### TASK OBJECTIVE:
Across the records that follow, count each line holding "side", and write only the total.

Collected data
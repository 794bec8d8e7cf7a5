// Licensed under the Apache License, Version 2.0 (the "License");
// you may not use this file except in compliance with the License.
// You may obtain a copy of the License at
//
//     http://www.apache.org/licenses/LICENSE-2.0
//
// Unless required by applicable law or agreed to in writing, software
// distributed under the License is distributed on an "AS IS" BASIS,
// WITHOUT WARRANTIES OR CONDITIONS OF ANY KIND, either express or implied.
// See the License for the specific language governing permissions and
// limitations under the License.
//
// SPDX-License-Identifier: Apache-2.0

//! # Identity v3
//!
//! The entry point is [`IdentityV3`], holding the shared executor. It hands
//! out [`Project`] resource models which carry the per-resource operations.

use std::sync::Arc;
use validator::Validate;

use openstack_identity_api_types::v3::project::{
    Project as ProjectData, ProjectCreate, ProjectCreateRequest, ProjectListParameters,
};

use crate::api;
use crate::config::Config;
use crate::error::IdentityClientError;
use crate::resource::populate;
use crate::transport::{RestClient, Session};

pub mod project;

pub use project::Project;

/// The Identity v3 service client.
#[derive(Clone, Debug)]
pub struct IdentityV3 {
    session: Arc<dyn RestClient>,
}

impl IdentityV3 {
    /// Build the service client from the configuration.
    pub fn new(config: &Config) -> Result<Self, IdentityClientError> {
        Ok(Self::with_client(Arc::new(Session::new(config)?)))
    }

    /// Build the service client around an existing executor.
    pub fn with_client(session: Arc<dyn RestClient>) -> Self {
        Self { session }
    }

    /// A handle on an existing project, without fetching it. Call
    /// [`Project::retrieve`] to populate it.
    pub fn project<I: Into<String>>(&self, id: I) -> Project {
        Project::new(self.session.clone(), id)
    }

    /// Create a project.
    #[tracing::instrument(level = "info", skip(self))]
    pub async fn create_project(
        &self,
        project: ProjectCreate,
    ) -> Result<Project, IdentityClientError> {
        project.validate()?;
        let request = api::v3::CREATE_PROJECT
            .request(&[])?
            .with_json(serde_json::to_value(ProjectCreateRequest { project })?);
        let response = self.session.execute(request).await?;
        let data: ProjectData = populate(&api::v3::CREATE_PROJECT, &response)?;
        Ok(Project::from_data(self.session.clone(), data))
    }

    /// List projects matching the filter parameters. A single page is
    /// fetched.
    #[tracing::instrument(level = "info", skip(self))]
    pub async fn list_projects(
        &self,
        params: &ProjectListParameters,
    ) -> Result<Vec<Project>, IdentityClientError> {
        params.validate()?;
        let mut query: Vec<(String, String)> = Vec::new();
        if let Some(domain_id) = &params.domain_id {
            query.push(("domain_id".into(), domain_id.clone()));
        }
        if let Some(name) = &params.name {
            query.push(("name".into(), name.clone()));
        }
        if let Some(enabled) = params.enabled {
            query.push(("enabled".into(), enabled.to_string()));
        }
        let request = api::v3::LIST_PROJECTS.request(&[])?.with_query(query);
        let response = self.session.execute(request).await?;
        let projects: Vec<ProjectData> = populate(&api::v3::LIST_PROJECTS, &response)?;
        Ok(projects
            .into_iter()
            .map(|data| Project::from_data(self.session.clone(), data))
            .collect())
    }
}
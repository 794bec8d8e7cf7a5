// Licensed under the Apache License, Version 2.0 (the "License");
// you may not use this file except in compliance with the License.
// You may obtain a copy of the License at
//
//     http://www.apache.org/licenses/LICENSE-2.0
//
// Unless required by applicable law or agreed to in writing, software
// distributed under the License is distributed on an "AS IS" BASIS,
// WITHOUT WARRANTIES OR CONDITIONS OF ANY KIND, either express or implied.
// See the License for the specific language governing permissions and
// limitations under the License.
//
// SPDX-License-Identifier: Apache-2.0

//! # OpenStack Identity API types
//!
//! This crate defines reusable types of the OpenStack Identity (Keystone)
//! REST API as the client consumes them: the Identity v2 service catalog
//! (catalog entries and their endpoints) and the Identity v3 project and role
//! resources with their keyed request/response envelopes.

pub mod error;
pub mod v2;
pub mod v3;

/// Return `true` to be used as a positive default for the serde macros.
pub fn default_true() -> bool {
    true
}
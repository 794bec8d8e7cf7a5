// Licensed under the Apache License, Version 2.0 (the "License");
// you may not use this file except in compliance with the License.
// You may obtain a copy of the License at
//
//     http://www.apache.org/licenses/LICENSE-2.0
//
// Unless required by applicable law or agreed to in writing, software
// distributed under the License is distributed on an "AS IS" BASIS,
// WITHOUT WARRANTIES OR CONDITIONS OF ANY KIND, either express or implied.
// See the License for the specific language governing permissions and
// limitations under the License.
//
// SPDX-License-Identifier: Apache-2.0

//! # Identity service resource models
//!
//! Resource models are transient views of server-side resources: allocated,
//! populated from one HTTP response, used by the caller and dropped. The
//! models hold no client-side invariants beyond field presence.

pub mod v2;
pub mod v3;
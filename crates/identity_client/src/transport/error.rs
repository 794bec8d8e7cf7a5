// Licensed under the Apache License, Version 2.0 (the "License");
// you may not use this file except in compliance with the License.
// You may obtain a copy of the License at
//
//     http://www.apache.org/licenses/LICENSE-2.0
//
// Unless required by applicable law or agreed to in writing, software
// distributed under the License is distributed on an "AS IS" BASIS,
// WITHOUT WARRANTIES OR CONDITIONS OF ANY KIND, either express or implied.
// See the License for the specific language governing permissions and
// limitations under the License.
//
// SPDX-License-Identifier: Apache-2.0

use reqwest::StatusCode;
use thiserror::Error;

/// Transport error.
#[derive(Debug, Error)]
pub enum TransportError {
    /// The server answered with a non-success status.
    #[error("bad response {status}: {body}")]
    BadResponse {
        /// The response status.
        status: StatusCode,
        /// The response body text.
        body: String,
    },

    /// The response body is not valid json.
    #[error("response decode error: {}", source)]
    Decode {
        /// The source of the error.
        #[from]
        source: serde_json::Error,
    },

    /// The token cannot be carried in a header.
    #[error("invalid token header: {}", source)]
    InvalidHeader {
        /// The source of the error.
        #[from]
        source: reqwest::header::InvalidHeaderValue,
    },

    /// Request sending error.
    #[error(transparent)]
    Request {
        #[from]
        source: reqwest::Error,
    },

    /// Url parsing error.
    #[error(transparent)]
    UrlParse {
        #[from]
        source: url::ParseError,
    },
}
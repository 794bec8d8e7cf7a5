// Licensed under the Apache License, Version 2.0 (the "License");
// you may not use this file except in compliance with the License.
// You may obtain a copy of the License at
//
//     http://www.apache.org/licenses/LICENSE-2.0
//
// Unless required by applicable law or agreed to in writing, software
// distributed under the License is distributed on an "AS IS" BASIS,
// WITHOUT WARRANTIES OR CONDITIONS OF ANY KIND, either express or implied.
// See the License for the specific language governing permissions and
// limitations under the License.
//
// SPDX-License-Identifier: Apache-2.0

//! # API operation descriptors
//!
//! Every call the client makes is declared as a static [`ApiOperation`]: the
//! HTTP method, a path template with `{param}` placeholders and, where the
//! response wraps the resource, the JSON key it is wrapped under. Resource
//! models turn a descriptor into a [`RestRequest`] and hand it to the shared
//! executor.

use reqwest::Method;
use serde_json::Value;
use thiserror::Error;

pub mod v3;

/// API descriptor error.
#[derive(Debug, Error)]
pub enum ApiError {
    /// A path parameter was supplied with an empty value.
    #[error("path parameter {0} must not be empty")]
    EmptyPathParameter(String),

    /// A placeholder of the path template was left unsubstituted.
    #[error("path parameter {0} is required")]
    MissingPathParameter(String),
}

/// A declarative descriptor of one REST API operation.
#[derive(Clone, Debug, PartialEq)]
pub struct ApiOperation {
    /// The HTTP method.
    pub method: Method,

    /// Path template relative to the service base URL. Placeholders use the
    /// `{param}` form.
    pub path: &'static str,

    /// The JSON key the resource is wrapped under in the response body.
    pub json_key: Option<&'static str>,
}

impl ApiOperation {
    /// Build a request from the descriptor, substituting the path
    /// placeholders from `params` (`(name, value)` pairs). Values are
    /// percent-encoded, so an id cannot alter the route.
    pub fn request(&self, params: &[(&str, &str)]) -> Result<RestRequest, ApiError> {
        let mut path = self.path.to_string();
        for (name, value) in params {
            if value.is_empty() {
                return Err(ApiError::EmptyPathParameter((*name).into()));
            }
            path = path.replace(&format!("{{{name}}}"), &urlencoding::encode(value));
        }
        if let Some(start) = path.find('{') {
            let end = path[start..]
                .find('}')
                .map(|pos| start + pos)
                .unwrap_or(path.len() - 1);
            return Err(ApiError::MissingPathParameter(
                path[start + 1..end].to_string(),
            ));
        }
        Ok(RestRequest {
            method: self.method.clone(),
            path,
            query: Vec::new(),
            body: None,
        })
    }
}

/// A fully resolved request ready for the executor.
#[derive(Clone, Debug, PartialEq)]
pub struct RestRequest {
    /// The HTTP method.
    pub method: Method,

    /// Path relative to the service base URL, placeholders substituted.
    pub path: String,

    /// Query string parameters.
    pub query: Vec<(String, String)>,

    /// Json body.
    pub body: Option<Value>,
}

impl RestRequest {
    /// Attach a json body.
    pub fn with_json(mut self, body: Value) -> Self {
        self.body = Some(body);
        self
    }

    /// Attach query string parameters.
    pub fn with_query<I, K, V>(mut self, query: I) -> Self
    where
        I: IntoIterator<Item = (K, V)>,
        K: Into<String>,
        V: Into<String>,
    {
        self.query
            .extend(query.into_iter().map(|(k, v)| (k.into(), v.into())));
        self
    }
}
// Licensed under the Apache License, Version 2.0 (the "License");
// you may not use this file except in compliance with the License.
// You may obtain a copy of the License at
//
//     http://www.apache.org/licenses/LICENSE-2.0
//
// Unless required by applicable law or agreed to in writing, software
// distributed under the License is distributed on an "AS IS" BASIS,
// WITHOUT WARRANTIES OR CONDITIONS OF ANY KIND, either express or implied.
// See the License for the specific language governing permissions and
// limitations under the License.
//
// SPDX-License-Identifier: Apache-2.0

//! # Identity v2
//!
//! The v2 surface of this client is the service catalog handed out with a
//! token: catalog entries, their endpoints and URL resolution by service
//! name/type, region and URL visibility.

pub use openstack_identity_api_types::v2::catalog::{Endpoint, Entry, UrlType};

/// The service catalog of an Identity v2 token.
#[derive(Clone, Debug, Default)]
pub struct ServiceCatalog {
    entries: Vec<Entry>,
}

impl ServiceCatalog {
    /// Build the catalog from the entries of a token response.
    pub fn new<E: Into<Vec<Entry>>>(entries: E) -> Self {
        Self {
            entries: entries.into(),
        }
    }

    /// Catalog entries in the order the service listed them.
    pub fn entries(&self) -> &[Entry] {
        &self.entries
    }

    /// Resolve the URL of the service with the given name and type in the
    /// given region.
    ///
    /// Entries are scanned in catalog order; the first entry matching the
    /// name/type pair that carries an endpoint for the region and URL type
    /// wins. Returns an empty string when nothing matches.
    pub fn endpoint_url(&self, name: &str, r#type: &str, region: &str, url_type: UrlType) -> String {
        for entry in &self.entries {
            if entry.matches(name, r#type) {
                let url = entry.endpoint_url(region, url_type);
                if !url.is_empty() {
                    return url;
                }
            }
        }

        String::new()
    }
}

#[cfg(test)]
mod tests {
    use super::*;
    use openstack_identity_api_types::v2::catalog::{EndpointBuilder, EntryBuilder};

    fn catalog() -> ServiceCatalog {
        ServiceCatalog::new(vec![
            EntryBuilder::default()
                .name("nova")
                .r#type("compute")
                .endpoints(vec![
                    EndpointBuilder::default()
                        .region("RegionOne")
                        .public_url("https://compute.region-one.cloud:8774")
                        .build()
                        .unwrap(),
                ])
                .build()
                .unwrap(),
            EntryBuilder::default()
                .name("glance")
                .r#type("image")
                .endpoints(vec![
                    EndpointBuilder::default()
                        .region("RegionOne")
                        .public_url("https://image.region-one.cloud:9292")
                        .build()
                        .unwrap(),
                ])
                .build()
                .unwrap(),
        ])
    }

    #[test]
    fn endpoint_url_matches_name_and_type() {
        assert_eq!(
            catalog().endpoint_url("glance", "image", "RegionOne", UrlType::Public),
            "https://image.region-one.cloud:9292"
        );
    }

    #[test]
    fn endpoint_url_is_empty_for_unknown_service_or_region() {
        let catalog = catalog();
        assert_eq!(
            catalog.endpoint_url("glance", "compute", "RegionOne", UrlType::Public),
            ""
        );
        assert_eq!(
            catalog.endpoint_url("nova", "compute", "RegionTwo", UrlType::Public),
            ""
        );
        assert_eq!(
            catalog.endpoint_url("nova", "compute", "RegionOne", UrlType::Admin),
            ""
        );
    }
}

### PROBLEM SOLUTION:
2